BEGIN

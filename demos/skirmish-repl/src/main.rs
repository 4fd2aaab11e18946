//! # Skirmish REPL
//!
//! An interactive single-process playground: your client, an embedded
//! server, and the in-memory broker all in one terminal. Client commands
//! drive your army; `pause`/`resume` act as the server console.

use std::io::Write;
use std::sync::Arc;

use anyhow::Result;
use tokio::io::{AsyncBufReadExt, BufReader};
use tokio::sync::Mutex;

use skirmish_broker::Broker;
use skirmish_core::routing::{
    per_player_key, wildcard_pattern, ARMY_MOVES_PREFIX, EXCHANGE_DIRECT, EXCHANGE_TOPIC,
    GAME_LOGS_PREFIX, PAUSE_KEY, WAR_RECOGNITIONS_PREFIX,
};
use skirmish_core::{
    command_move, command_spawn, command_status, malicious_log, publish_game_log, publish_json,
    subscribe, ArmyMove, GameLog, GameLogHandler, GameLogWriter, GameState, MoveHandler,
    PauseHandler, PlayingState, Publisher, QueueType, RecognitionOfWar, Transport, WarHandler,
    WireFormat, GAME_LOG_FILE,
};

fn print_help() {
    println!("Commands:");
    println!("  spawn <location> <rank>   create a unit (ranks: infantry, cavalry, artillery)");
    println!("  move <location> <id...>   move units and broadcast the move");
    println!("  status                    show your army and the pause flag");
    println!("  spam [count]              flood the game log with junk entries");
    println!("  pause | resume            broadcast a control signal (server console)");
    println!("  help                      this text");
    println!("  quit                      exit");
}

async fn setup(
    broker: &Broker,
    username: &str,
    state: Arc<Mutex<GameState>>,
) -> Result<()> {
    let transport: Arc<dyn Transport> = Arc::new(broker.clone());
    let publisher: Arc<dyn Publisher> = Arc::new(broker.clone());

    // Server side: the shared durable game-log queue.
    subscribe::<GameLog, _>(
        Arc::clone(&transport),
        EXCHANGE_TOPIC,
        GAME_LOGS_PREFIX,
        &wildcard_pattern(GAME_LOGS_PREFIX),
        QueueType::Durable,
        WireFormat::Cbor,
        GameLogHandler::new(GameLogWriter::new(GAME_LOG_FILE)),
    )
    .await?;

    // Client side.
    subscribe::<PlayingState, _>(
        Arc::clone(&transport),
        EXCHANGE_DIRECT,
        &per_player_key(PAUSE_KEY, username),
        PAUSE_KEY,
        QueueType::Transient,
        WireFormat::Json,
        PauseHandler::new(Arc::clone(&state)),
    )
    .await?;
    subscribe::<ArmyMove, _>(
        Arc::clone(&transport),
        EXCHANGE_TOPIC,
        &per_player_key(ARMY_MOVES_PREFIX, username),
        &wildcard_pattern(ARMY_MOVES_PREFIX),
        QueueType::Transient,
        WireFormat::Json,
        MoveHandler::new(Arc::clone(&state), Arc::clone(&publisher)),
    )
    .await?;
    subscribe::<RecognitionOfWar, _>(
        transport,
        EXCHANGE_TOPIC,
        WAR_RECOGNITIONS_PREFIX,
        &wildcard_pattern(WAR_RECOGNITIONS_PREFIX),
        QueueType::Durable,
        WireFormat::Json,
        WarHandler::new(state, publisher),
    )
    .await?;
    Ok(())
}

#[tokio::main]
async fn main() -> Result<()> {
    tracing_subscriber::fmt()
        .with_env_filter(
            tracing_subscriber::EnvFilter::try_from_default_env()
                .unwrap_or_else(|_| "warn".into()),
        )
        .init();

    println!("Starting Skirmish...");
    println!("Enter your username:");
    let mut lines = BufReader::new(tokio::io::stdin()).lines();
    let username = match lines.next_line().await? {
        Some(line) if !line.trim().is_empty() => line.trim().to_owned(),
        _ => anyhow::bail!("a username is required"),
    };

    let broker = Broker::new();
    let state = Arc::new(Mutex::new(GameState::new(username.clone())));
    setup(&broker, &username, Arc::clone(&state)).await?;

    print_help();
    loop {
        let Some(line) = lines.next_line().await? else {
            break;
        };
        let words: Vec<&str> = line.split_whitespace().collect();
        let Some((&command, args)) = words.split_first() else {
            continue;
        };

        let result: Result<()> = match command {
            "spawn" => {
                let mut gs = state.lock().await;
                command_spawn(&mut gs, args).map(|_| ()).map_err(Into::into)
            }
            "move" => {
                let mv = {
                    let mut gs = state.lock().await;
                    command_move(&mut gs, args)
                };
                match mv {
                    Ok(mv) => {
                        publish_json(
                            &broker,
                            EXCHANGE_TOPIC,
                            &per_player_key(ARMY_MOVES_PREFIX, &username),
                            &mv,
                        )
                        .await?;
                        println!("Move command published.");
                        Ok(())
                    }
                    Err(err) => Err(err.into()),
                }
            }
            "status" => {
                command_status(&*state.lock().await);
                Ok(())
            }
            "spam" => {
                let count: usize = args.first().and_then(|n| n.parse().ok()).unwrap_or(10);
                for _ in 0..count {
                    let message = malicious_log();
                    publish_game_log(&broker, &username, message.clone()).await?;
                    println!("Sent malicious log: {message}");
                }
                Ok(())
            }
            "pause" => {
                println!("sending a pause message");
                publish_json(
                    &broker,
                    EXCHANGE_DIRECT,
                    PAUSE_KEY,
                    &PlayingState { is_paused: true },
                )
                .await
                .map_err(Into::into)
            }
            "resume" => {
                println!("sending a resume message");
                publish_json(
                    &broker,
                    EXCHANGE_DIRECT,
                    PAUSE_KEY,
                    &PlayingState { is_paused: false },
                )
                .await
                .map_err(Into::into)
            }
            "help" => {
                print_help();
                Ok(())
            }
            "quit" => {
                println!("Exiting...");
                break;
            }
            _ => {
                println!("command not found");
                Ok(())
            }
        };
        if let Err(err) = result {
            println!("{err}");
        }
        print!("> ");
        std::io::stdout().flush()?;
    }

    broker.close();
    Ok(())
}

END

From the records above, return each line where "sending" occurs.

                println!("sending a pause message");
                println!("sending a resume message");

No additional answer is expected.